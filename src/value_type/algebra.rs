//! Operations over value types.
//!
//! All operations are total: a failed type check yields `ValueType::Error`,
//! and an error operand always yields `ValueType::Error`.

use super::{dimension_index, ValueType};
use crate::dimension::{Dimension, DimensionSize};

/// Sorted merge of two name-sorted dimension lists.
///
/// Names present on one side are copied. Names present on both sides must be
/// equal dimensions, except `axis`, which is taken from `lhs` unchecked.
/// Returns `None` on a mismatch.
fn merge_dimensions(lhs: &[Dimension], rhs: &[Dimension], axis: Option<&str>) -> Option<Vec<Dimension>> {
    let mut result = Vec::with_capacity(lhs.len() + rhs.len());
    let mut rhs_iter = rhs.iter().peekable();
    for dim in lhs {
        while let Some(other) = rhs_iter.next_if(|other| other.name < dim.name) {
            result.push(other.clone());
        }
        match rhs_iter.next_if(|other| other.name == dim.name) {
            Some(other) if dim == other || axis == Some(dim.name.as_str()) => {
                result.push(dim.clone())
            }
            Some(_) => return None,
            None => result.push(dim.clone()),
        }
    }
    result.extend(rhs_iter.cloned());
    Some(result)
}

impl ValueType {
    /// Remove the named dimensions.
    ///
    /// An empty name list reduces over everything and yields the scalar type.
    /// Every name must match exactly one dimension.
    pub fn reduce<S: AsRef<str>>(&self, dimensions: &[S]) -> ValueType {
        if self.is_error() {
            return ValueType::Error;
        }
        if dimensions.is_empty() {
            return ValueType::Scalar;
        }
        let (removed, kept): (Vec<&Dimension>, Vec<&Dimension>) = self
            .dimensions()
            .iter()
            .partition(|dim| dimensions.iter().any(|name| name.as_ref() == dim.name));
        if removed.len() != dimensions.len() {
            return ValueType::Error;
        }
        ValueType::tensor_type(kept.into_iter().cloned().collect())
    }

    /// Rename dimensions: `from[i]` becomes `to[i]`.
    ///
    /// Every name in `from` must match a dimension of this type.
    pub fn rename<S: AsRef<str>, T: AsRef<str>>(&self, from: &[S], to: &[T]) -> ValueType {
        if from.is_empty() || from.len() != to.len() {
            return ValueType::Error;
        }
        let mut matched = 0usize;
        let renamed: Vec<Dimension> = self
            .dimensions()
            .iter()
            .map(|dim| match from.iter().position(|name| name.as_ref() == dim.name) {
                Some(i) => {
                    matched += 1;
                    Dimension {
                        name: to[i].as_ref().to_string(),
                        size: dim.size,
                    }
                }
                None => dim.clone(),
            })
            .collect();
        if matched != from.len() {
            return ValueType::Error;
        }
        ValueType::tensor_type(renamed)
    }

    /// Type of combining two values cell by cell.
    ///
    /// The scalar type is the identity. Shared dimensions must be identical.
    pub fn join(lhs: &ValueType, rhs: &ValueType) -> ValueType {
        match (lhs, rhs) {
            (ValueType::Error, _) | (_, ValueType::Error) => ValueType::Error,
            (ValueType::Scalar, other) | (other, ValueType::Scalar) => other.clone(),
            (ValueType::Tensor(a), ValueType::Tensor(b)) => match merge_dimensions(a, b, None) {
                Some(dims) => ValueType::tensor_type(dims),
                None => ValueType::Error,
            },
        }
    }

    /// Type of concatenating two values along `dimension`.
    ///
    /// A side without the dimension contributes a single slice. The
    /// dimension must be indexed wherever it exists; all other dimensions
    /// unify as in [`ValueType::join`].
    pub fn concat(lhs: &ValueType, rhs: &ValueType, dimension: &str) -> ValueType {
        if lhs.is_error() || rhs.is_error() {
            return ValueType::Error;
        }
        let Some(mut dims) = merge_dimensions(lhs.dimensions(), rhs.dimensions(), Some(dimension))
        else {
            return ValueType::Error;
        };
        let lhs_dim = lhs.find_dimension(dimension);
        let rhs_dim = rhs.find_dimension(dimension);
        if lhs_dim.is_some_and(Dimension::is_mapped) || rhs_dim.is_some_and(Dimension::is_mapped) {
            return ValueType::Error;
        }
        let extent = |dim: Option<&Dimension>| dim.map_or(1, Dimension::size);
        let Some(size) = extent(lhs_dim).checked_add(extent(rhs_dim)) else {
            return ValueType::Error;
        };
        match dimension_index(&dims, dimension) {
            Some(idx) => dims[idx].size = DimensionSize::Indexed(size),
            None => dims.push(Dimension::indexed(dimension, size)),
        }
        ValueType::tensor_type(dims)
    }

    /// Common type of two branches; they must be identical.
    pub fn either(one: &ValueType, other: &ValueType) -> ValueType {
        if one != other {
            return ValueType::Error;
        }
        one.clone()
    }
}
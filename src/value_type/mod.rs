//! Value types
//!
//! Every value handled by the evaluator is either a scalar (`double`), a
//! tensor with named dimensions, or the error type. The error type is a
//! sentinel: operations never fail, they produce `ValueType::Error`, and
//! every operation given an error operand produces an error again.
//!
//! # Invariants
//!
//! A `ValueType::Tensor` always holds a [`DimensionList`] that is
//! - non-empty,
//! - sorted by dimension name,
//! - free of duplicate names,
//! - free of zero-sized indexed dimensions.
//!
//! [`ValueType::tensor_type`] is the only way to produce a `DimensionList`,
//! so the invariants hold for every value reachable through the public API.
//!
//! # Architecture
//!
//! - **mod** (this file): the type, construction and structural queries
//! - **algebra**: `reduce`, `rename`, `join`, `concat`, `either`

mod algebra;

use std::fmt;
use std::ops::Deref;

use crate::dimension::Dimension;
use crate::error::TypeError;

/// Discriminant of a [`ValueType`] without its payload.
#[derive(Clone, Copy, Debug, PartialEq, Eq, Hash)]
pub enum TypeKind {
    Error,
    Scalar,
    Tensor,
}

impl fmt::Display for TypeKind {
    fn fmt(&self, f: &mut fmt::Formatter<'_>) -> fmt::Result {
        match self {
            TypeKind::Error => write!(f, "error"),
            TypeKind::Scalar => write!(f, "scalar"),
            TypeKind::Tensor => write!(f, "tensor"),
        }
    }
}

/// A normalized, non-empty list of dimensions (sorted, unique names).
#[derive(Clone, Debug, PartialEq, Eq, Hash)]
pub struct DimensionList(Vec<Dimension>);

impl DimensionList {
    pub fn as_slice(&self) -> &[Dimension] {
        &self.0
    }

    pub fn into_vec(self) -> Vec<Dimension> {
        self.0
    }
}

impl Deref for DimensionList {
    type Target = [Dimension];

    fn deref(&self) -> &[Dimension] {
        &self.0
    }
}

impl<'a> IntoIterator for &'a DimensionList {
    type Item = &'a Dimension;
    type IntoIter = std::slice::Iter<'a, Dimension>;

    fn into_iter(self) -> Self::IntoIter {
        self.0.iter()
    }
}

/// The type of a value: error, scalar or tensor.
#[derive(Clone, Debug, PartialEq, Eq, Hash)]
pub enum ValueType {
    /// The error sentinel
    Error,
    /// Zero-dimensional `double`
    Scalar,
    /// Tensor with at least one dimension
    Tensor(DimensionList),
}

impl ValueType {
    pub const fn error() -> Self {
        ValueType::Error
    }

    pub const fn scalar() -> Self {
        ValueType::Scalar
    }

    /// Build a type from an unordered list of dimensions.
    ///
    /// An empty list is the scalar type. Otherwise the list is sorted by name
    /// and rejected (`Error`) if it holds a zero-sized indexed dimension or
    /// two dimensions with the same name.
    pub fn tensor_type(mut dimensions: Vec<Dimension>) -> Self {
        if dimensions.is_empty() {
            return ValueType::Scalar;
        }
        dimensions.sort_by(|a, b| a.name.cmp(&b.name));
        if !verify_dimensions(&dimensions) {
            return ValueType::Error;
        }
        ValueType::Tensor(DimensionList(dimensions))
    }

    pub fn kind(&self) -> TypeKind {
        match self {
            ValueType::Error => TypeKind::Error,
            ValueType::Scalar => TypeKind::Scalar,
            ValueType::Tensor(_) => TypeKind::Tensor,
        }
    }

    pub fn is_error(&self) -> bool {
        matches!(self, ValueType::Error)
    }

    pub fn is_scalar(&self) -> bool {
        matches!(self, ValueType::Scalar)
    }

    pub fn is_tensor(&self) -> bool {
        matches!(self, ValueType::Tensor(_))
    }

    /// Dimensions in name order; empty for scalar and error types.
    pub fn dimensions(&self) -> &[Dimension] {
        match self {
            ValueType::Tensor(dims) => dims.as_slice(),
            ValueType::Error | ValueType::Scalar => &[],
        }
    }

    /// True for tensors whose dimensions are all mapped
    pub fn is_sparse(&self) -> bool {
        self.is_tensor() && self.dimensions().iter().all(Dimension::is_mapped)
    }

    /// True for tensors whose dimensions are all indexed
    pub fn is_dense(&self) -> bool {
        self.is_tensor() && self.dimensions().iter().all(Dimension::is_indexed)
    }

    pub fn count_indexed_dimensions(&self) -> usize {
        self.dimensions().iter().filter(|d| d.is_indexed()).count()
    }

    pub fn count_mapped_dimensions(&self) -> usize {
        self.dimensions().iter().filter(|d| d.is_mapped()).count()
    }

    pub fn indexed_dimensions(&self) -> Vec<&Dimension> {
        self.dimensions().iter().filter(|d| d.is_indexed()).collect()
    }

    pub fn mapped_dimensions(&self) -> Vec<&Dimension> {
        self.dimensions().iter().filter(|d| d.is_mapped()).collect()
    }

    /// Number of cells in one dense subspace: the product of all indexed
    /// extents. `None` if the product overflows.
    pub fn dense_subspace_size(&self) -> Option<usize> {
        self.dimensions()
            .iter()
            .filter(|d| d.is_indexed())
            .try_fold(1usize, |acc, d| acc.checked_mul(d.size()))
    }

    /// Position of the named dimension.
    pub fn dimension_index(&self, name: &str) -> Option<usize> {
        dimension_index(self.dimensions(), name)
    }

    pub fn find_dimension(&self, name: &str) -> Option<&Dimension> {
        self.dimension_index(name).map(|idx| &self.dimensions()[idx])
    }

    pub fn dimension_names(&self) -> Vec<&str> {
        self.dimensions().iter().map(Dimension::name).collect()
    }

    /// Turn the error sentinel into a `TypeError` for callers that want `?`.
    pub fn check(self) -> Result<Self, TypeError> {
        match self {
            ValueType::Error => Err(TypeError::ErrorType),
            other => Ok(other),
        }
    }
}

pub(crate) fn dimension_index(dimensions: &[Dimension], name: &str) -> Option<usize> {
    dimensions.iter().position(|d| d.name == name)
}

/// Check a name-sorted dimension list.
fn verify_dimensions(dimensions: &[Dimension]) -> bool {
    for (i, dim) in dimensions.iter().enumerate() {
        if dim.is_empty_indexed() {
            return false;
        }
        if i > 0 && dimensions[i - 1].name == dim.name {
            return false;
        }
    }
    true
}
· · · · · · ·
▶ **Work order**:
What is wanted is a copy of every line in the listing that includes the word "matched".

▶ **Reply to the task**:
        let mut matched = 0usize;
                    matched += 1;
        if matched != from.len() {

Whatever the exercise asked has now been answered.